# Tank decoration question



## Leonexx812 (Nov 30, 2007)

Ive recently got a 155 gallon tank my mom got me as a gift for 2 Red Belly's. Now I'm just curious looking at the tank pictures of the members of this site... What would be the best thing to put in this tank.. I'm upgrading from a 55 gallon. Money is no Factor.


----------



## CLUSTER ONE (Aug 2, 2006)

Leone said:


> Ive recently got a 155 gallon tank my mom got me as a gift for 2 Red Belly's. Now I'm just curious looking at the tank pictures of the members of this site... What would be the best thing to put in this tank.. I'm upgrading from a 55 gallon. Money is no Factor.


driftwood and rockwork.

You could do any of that ceramic plastic crap, but imo it looks rather cheasy


----------



## James Bond (Apr 4, 2009)

Try to keep it Natural looking.


----------



## Soul Assassin (Nov 21, 2006)

nice big pieces of driftwood; mopani is nice

personally dont like rocks in my tank but to each his/her own

you can also get some sick looking skulls for the lfs

I would not overdo it with the decor though, its a bitch doing grav vacs with lots of decor on the bottom


----------



## xeloR (Jan 2, 2009)

what is the footprint of your 155? I would get a few more fish and keep the decor to a minimum. live plants are nice but not necessary, plastic with a few pieces of driftwood would be good.
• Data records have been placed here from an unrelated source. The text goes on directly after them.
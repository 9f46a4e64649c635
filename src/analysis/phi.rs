//! Phi-node requirements at control flow merge points.
//!
//! A merge block (two or more predecessors) needs a phi for a local name when
//! the name has a recorded definedness level on entry to the block and its value
//! is still read afterwards. Liveness is checked at the end of the block's first
//! predecessor only. The graph is expected to have its critical edges split:
//! every predecessor of a merge block then has the merge block as its only
//! successor, so all predecessors agree on what is live at their end.
//!
//! The resulting sets, together with the definedness levels, tell the code
//! generator where to place value-selecting phis and where a read must be
//! guarded against an unbound name.

use std::collections::BTreeSet;

use tracing::debug;

use crate::{
    analysis::{
        definedness::{DefinednessAnalysis, DefinitionLevel, RequiredSet},
        liveness::LivenessAnalysis,
    },
    cfg::{BlockId, ControlFlowGraph},
};

static EMPTY: RequiredSet = BTreeSet::new();

/// Required phis per merge block of one function.
///
/// # Examples
///
/// ```rust
/// use bindscope::{
///     analysis::{DefinednessAnalysis, LivenessAnalysis, PhiAnalysis},
///     ast::{Arguments, Expr, Stmt},
///     cfg::CfgBuilder,
///     scope::LocalOnly,
/// };
///
/// // if c: x = 1
/// // else: x = 2
/// // return x
/// let mut builder = CfgBuilder::new();
/// let entry = builder.add_block();
/// let left = builder.add_block_with(vec![Stmt::assign(Expr::name("x"), Expr::int(1))]);
/// let right = builder.add_block_with(vec![Stmt::assign(Expr::name("x"), Expr::int(2))]);
/// let join = builder.add_block_with(vec![Stmt::ret(Some(Expr::name("x")))]);
/// builder
///     .add_edge(entry, left)
///     .add_edge(entry, right)
///     .add_edge(left, join)
///     .add_edge(right, join);
/// let cfg = builder.build()?;
///
/// let definedness = DefinednessAnalysis::new(&Arguments::positional(["c"]), &cfg, &LocalOnly);
/// let liveness = LivenessAnalysis::new(&cfg);
/// let phis = PhiAnalysis::new(definedness, &cfg, &liveness);
///
/// assert!(phis.is_required("x", join));
/// assert!(phis.is_required_after("x", left));
/// assert!(!phis.is_potentially_undefined_after("x", left));
/// # Ok::<(), bindscope::Error>(())
/// ```
#[derive(Debug, Clone)]
pub struct PhiAnalysis<'a> {
    cfg: &'a ControlFlowGraph,
    definedness: DefinednessAnalysis,
    /// `Some` exactly for blocks with two or more predecessors.
    required_phis: Vec<Option<RequiredSet>>,
}

impl<'a> PhiAnalysis<'a> {
    /// Computes the required phis of every merge block in `cfg`.
    ///
    /// # Arguments
    ///
    /// * `definedness` - Definedness computed over the same graph
    /// * `cfg` - The function's control flow graph
    /// * `liveness` - Liveness oracle over the same graph
    #[must_use]
    pub fn new(
        definedness: DefinednessAnalysis,
        cfg: &'a ControlFlowGraph,
        liveness: &LivenessAnalysis<'_>,
    ) -> Self {
        let required_phis: Vec<Option<RequiredSet>> = cfg
            .blocks()
            .iter()
            .map(|block| {
                let first_pred = match block.predecessors.as_slice() {
                    [first, _, ..] => *first,
                    _ => return None,
                };

                let required: RequiredSet = definedness
                    .get_defined_names_at(block.id)
                    .iter()
                    .filter(|name| liveness.is_live_at_end(name, first_pred))
                    .cloned()
                    .collect();
                Some(required)
            })
            .collect();

        debug!(
            merge_blocks = required_phis.iter().flatten().count(),
            phis = required_phis.iter().flatten().map(BTreeSet::len).sum::<usize>(),
            "phi requirements computed"
        );

        Self {
            cfg,
            definedness,
            required_phis,
        }
    }

    /// Returns `true` if `block` needs a phi for `name`.
    ///
    /// Always `false` for blocks with fewer than two predecessors.
    ///
    /// # Panics
    ///
    /// Panics if `block` is out of range.
    #[must_use]
    pub fn is_required(&self, name: &str, block: BlockId) -> bool {
        self.required_phis(block)
            .is_some_and(|required| required.contains(name))
    }

    /// Returns `true` if the edge leaving `block` needs a phi for `name`.
    ///
    /// Branch points never carry a phi requirement themselves; any merge need is
    /// recorded at the merge block. With exactly one successor the question is
    /// forwarded to that successor.
    ///
    /// # Panics
    ///
    /// Panics if `block` is out of range.
    #[must_use]
    pub fn is_required_after(&self, name: &str, block: BlockId) -> bool {
        match self.cfg[block].unique_successor() {
            Some(succ) => self.is_required(name, succ),
            None => false,
        }
    }

    /// Returns `true` if `name` may be unbound once control leaves `block`.
    ///
    /// Answers whether the code generator must guard reads of `name` in the
    /// (first) successor against an unbound name.
    ///
    /// # Panics
    ///
    /// Panics if `block` has no successor, or if the successor records no level
    /// for `name`: the caller must only ask about names that are at least
    /// potentially bound along the edge.
    #[must_use]
    pub fn is_potentially_undefined_after(&self, name: &str, block: BlockId) -> bool {
        let successors = self.cfg.successors(block);
        assert!(
            !successors.is_empty(),
            "block {block} has no successor to check '{name}' against"
        );

        let succ = successors[0];
        let level = self.definedness.is_defined_at(name, succ);
        assert!(
            level != DefinitionLevel::Undefined,
            "'{name}' is undefined on the edge {block} -> {succ}"
        );

        level == DefinitionLevel::PotentiallyDefined
    }

    /// Returns the required phis of the first successor of `block`.
    ///
    /// Empty for exit blocks and for successors that are not merge blocks.
    ///
    /// # Panics
    ///
    /// Panics if `block` is out of range.
    #[must_use]
    pub fn get_all_required_after(&self, block: BlockId) -> &RequiredSet {
        match self.cfg.successors(block).first() {
            Some(&succ) => self.required_phis(succ).unwrap_or(&EMPTY),
            None => &EMPTY,
        }
    }

    /// Returns the local names with a recorded definedness level on entry to `block`.
    ///
    /// # Panics
    ///
    /// Panics if `block` is out of range.
    #[must_use]
    pub fn get_all_defined_at(&self, block: BlockId) -> &RequiredSet {
        self.definedness.get_defined_names_at(block)
    }

    /// Returns the required phis of `block`, or `None` if it is not a merge block.
    ///
    /// # Panics
    ///
    /// Panics if `block` is out of range.
    #[must_use]
    pub fn required_phis(&self, block: BlockId) -> Option<&RequiredSet> {
        match self.required_phis.get(block.index()) {
            Some(required) => required.as_ref(),
            None => panic!("no phi requirements recorded for block {block}"),
        }
    }

    /// Iterates over every merge block and its required phis, in block order.
    pub fn merge_blocks(&self) -> impl Iterator<Item = (BlockId, &RequiredSet)> + '_ {
        self.required_phis
            .iter()
            .enumerate()
            .filter_map(|(index, required)| required.as_ref().map(|r| (BlockId::new(index), r)))
    }

    /// Returns the definedness results the phis were derived from.
    #[must_use]
    pub fn definedness(&self) -> &DefinednessAnalysis {
        &self.definedness
    }

    /// Returns the graph the phis were computed for.
    #[must_use]
    pub fn cfg(&self) -> &'a ControlFlowGraph {
        self.cfg
    }
}

#[cfg(test)]
mod tests {
    use super::*;
    use crate::{
        ast::{Arguments, Expr, Stmt},
        cfg::CfgBuilder,
        scope::{DeclaredGlobals, LocalOnly},
    };

    fn assign(name: &str) -> Stmt {
        Stmt::assign(Expr::name(name), Expr::int(1))
    }

    fn read(name: &str) -> Stmt {
        Stmt::expr(Expr::name(name))
    }

    fn analyse(cfg: &ControlFlowGraph) -> PhiAnalysis<'_> {
        let definedness = DefinednessAnalysis::new(&Arguments::default(), cfg, &LocalOnly);
        PhiAnalysis::new(definedness, cfg, &LivenessAnalysis::new(cfg))
    }

    /// b0 (x = 1) -> b1 (y = 1) -> b3, b0 -> b2 -> b3, b3 -> b4 (`tail`)
    fn diamond(tail: Vec<Stmt>) -> ControlFlowGraph {
        let mut builder = CfgBuilder::new();
        let b0 = builder.add_block_with(vec![assign("x")]);
        let b1 = builder.add_block_with(vec![assign("y")]);
        let b2 = builder.add_block();
        let b3 = builder.add_block();
        let b4 = builder.add_block_with(tail);
        builder
            .add_edge(b0, b1)
            .add_edge(b0, b2)
            .add_edge(b1, b3)
            .add_edge(b2, b3)
            .add_edge(b3, b4);
        builder.build().expect("valid graph")
    }

    #[test]
    fn test_phi_needed_for_live_name() {
        let cfg = diamond(vec![read("y")]);
        let phis = analyse(&cfg);
        let join = BlockId::new(3);

        assert!(phis.is_required("y", join));
        assert!(!phis.is_required("x", join));
        assert_eq!(
            phis.definedness().is_defined_at("y", join),
            DefinitionLevel::PotentiallyDefined
        );
        assert_eq!(
            phis.definedness().is_defined_at("x", join),
            DefinitionLevel::Defined
        );
    }

    #[test]
    fn test_no_phi_when_rebound_before_read() {
        let cfg = diamond(vec![assign("y"), read("y")]);
        let phis = analyse(&cfg);
        assert!(!phis.is_required("y", BlockId::new(3)));
        assert!(phis.required_phis(BlockId::new(3)).is_some_and(BTreeSet::is_empty));
    }

    #[test]
    fn test_only_merge_blocks_are_recorded() {
        let cfg = diamond(vec![read("x"), read("y")]);
        let phis = analyse(&cfg);

        let merges: Vec<_> = phis.merge_blocks().map(|(block, _)| block).collect();
        assert_eq!(merges, vec![BlockId::new(3)]);
        for index in [0, 1, 2, 4] {
            assert!(phis.required_phis(BlockId::new(index)).is_none());
        }
        assert!(!phis.is_required("x", BlockId::new(4)));
    }

    #[test]
    fn test_required_after_follows_unique_successor() {
        let cfg = diamond(vec![read("y")]);
        let phis = analyse(&cfg);

        assert!(phis.is_required_after("y", BlockId::new(1)));
        assert!(phis.is_required_after("y", BlockId::new(2)));
        // Branch point: two successors.
        assert!(!phis.is_required_after("y", BlockId::new(0)));
        // Exit block: no successor.
        assert!(!phis.is_required_after("y", BlockId::new(4)));
    }

    #[test]
    fn test_get_all_required_after() {
        let cfg = diamond(vec![read("x"), read("y")]);
        let phis = analyse(&cfg);

        let after: Vec<_> = phis.get_all_required_after(BlockId::new(1)).iter().cloned().collect();
        assert_eq!(after, vec!["x".to_string(), "y".to_string()]);
        assert!(phis.get_all_required_after(BlockId::new(4)).is_empty());
        // First successor of b0 is b1, which is not a merge block.
        assert!(phis.get_all_required_after(BlockId::new(0)).is_empty());
    }

    #[test]
    fn test_potentially_undefined_after() {
        let cfg = diamond(vec![read("y")]);
        let phis = analyse(&cfg);

        assert!(phis.is_potentially_undefined_after("y", BlockId::new(1)));
        assert!(!phis.is_potentially_undefined_after("x", BlockId::new(1)));
        assert!(!phis.is_potentially_undefined_after("x", BlockId::new(0)));
    }

    #[test]
    #[should_panic(expected = "has no successor")]
    fn test_potentially_undefined_after_exit_panics() {
        let cfg = diamond(vec![]);
        let phis = analyse(&cfg);
        let _ = phis.is_potentially_undefined_after("x", BlockId::new(4));
    }

    #[test]
    #[should_panic(expected = "is undefined on the edge")]
    fn test_potentially_undefined_after_unknown_name_panics() {
        let cfg = diamond(vec![]);
        let phis = analyse(&cfg);
        let _ = phis.is_potentially_undefined_after("never_bound", BlockId::new(1));
    }

    #[test]
    fn test_globals_never_need_phis() {
        let mut builder = CfgBuilder::new();
        let b0 = builder.add_block_with(vec![Stmt::global(["g"]), assign("g")]);
        let b1 = builder.add_block_with(vec![assign("g")]);
        let b2 = builder.add_block_with(vec![read("g")]);
        builder.add_edge(b0, b1).add_edge(b0, b2).add_edge(b1, b2);
        let cfg = builder.build().expect("valid graph");

        let scope = DeclaredGlobals::from_cfg(&cfg);
        let definedness = DefinednessAnalysis::new(&Arguments::default(), &cfg, &scope);
        let phis = PhiAnalysis::new(definedness, &cfg, &LivenessAnalysis::new(&cfg));

        assert!(!phis.is_required("g", b2));
        assert!(phis.get_all_defined_at(b2).is_empty());
    }

    #[test]
    fn test_loop_header_phi() {
        // i = 0; while i < n: i = i + 1; return i
        let mut builder = CfgBuilder::new();
        let entry = builder.add_block_with(vec![assign("i")]);
        let header = builder.add_block();
        let body = builder.add_block_with(vec![Stmt::assign(
            Expr::name("i"),
            Expr::add(Expr::name("i"), Expr::int(1)),
        )]);
        let exit = builder.add_block_with(vec![Stmt::ret(Some(Expr::name("i")))]);
        builder.push(header, Stmt::branch(Expr::lt(Expr::name("i"), Expr::name("n")), body, exit));
        builder
            .add_edge(entry, header)
            .add_edge(header, body)
            .add_edge(body, header)
            .add_edge(header, exit);
        let cfg = builder.build().expect("valid graph");

        let definedness =
            DefinednessAnalysis::new(&Arguments::positional(["n"]), &cfg, &LocalOnly);
        let phis = PhiAnalysis::new(definedness, &cfg, &LivenessAnalysis::new(&cfg));

        assert!(phis.is_required("i", header));
        // `n` is never rebound, but it is live and recorded at the header.
        assert!(phis.is_required("n", header));
        assert!(phis.is_required_after("i", body));
        assert!(!phis.is_potentially_undefined_after("i", body));
    }
}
But again i prefer to have more fish with less decor. Post some pics up once you get it all together!


----------



## Leonexx812 (Nov 30, 2007)

Alright well i traveled 45 minutes to a Nice fish store. and i got my self 2 peices of drift wood. Here is the picture


----------



## James Bond (Apr 4, 2009)

Looks great!!! Nice and simple ,you should try to see about getting sometype of background to show the fish more and not the equipment..


----------



## Leonexx812 (Nov 30, 2007)

James Bond said:


> Looks great!!! Nice and simple ,you should try to see about getting sometype of background to show the fish more and not the equipment..


Are u talking about those like wall paper backgrounds?


----------



## CLUSTER ONE (Aug 2, 2006)

Leone said:


> Looks great!!! Nice and simple ,you should try to see about getting sometype of background to show the fish more and not the equipment..


Are u talking about those like wall paper backgrounds?
[/quote]
Id assume he is. You can usually get them cheap. Black is probably the best looking imo. You can get 3D backgrounds, but the cheap ones look well cheap and the good ones (aquaterra i think there called- aquascape sell these) look really nice, but arnt cheap and take up a couple inches of spacein your tank.

Painting the back would be an option, but it looks like the tank is setup already.


----------



## Winkyee (Feb 17, 2003)

Looks good, a background will make it look much better.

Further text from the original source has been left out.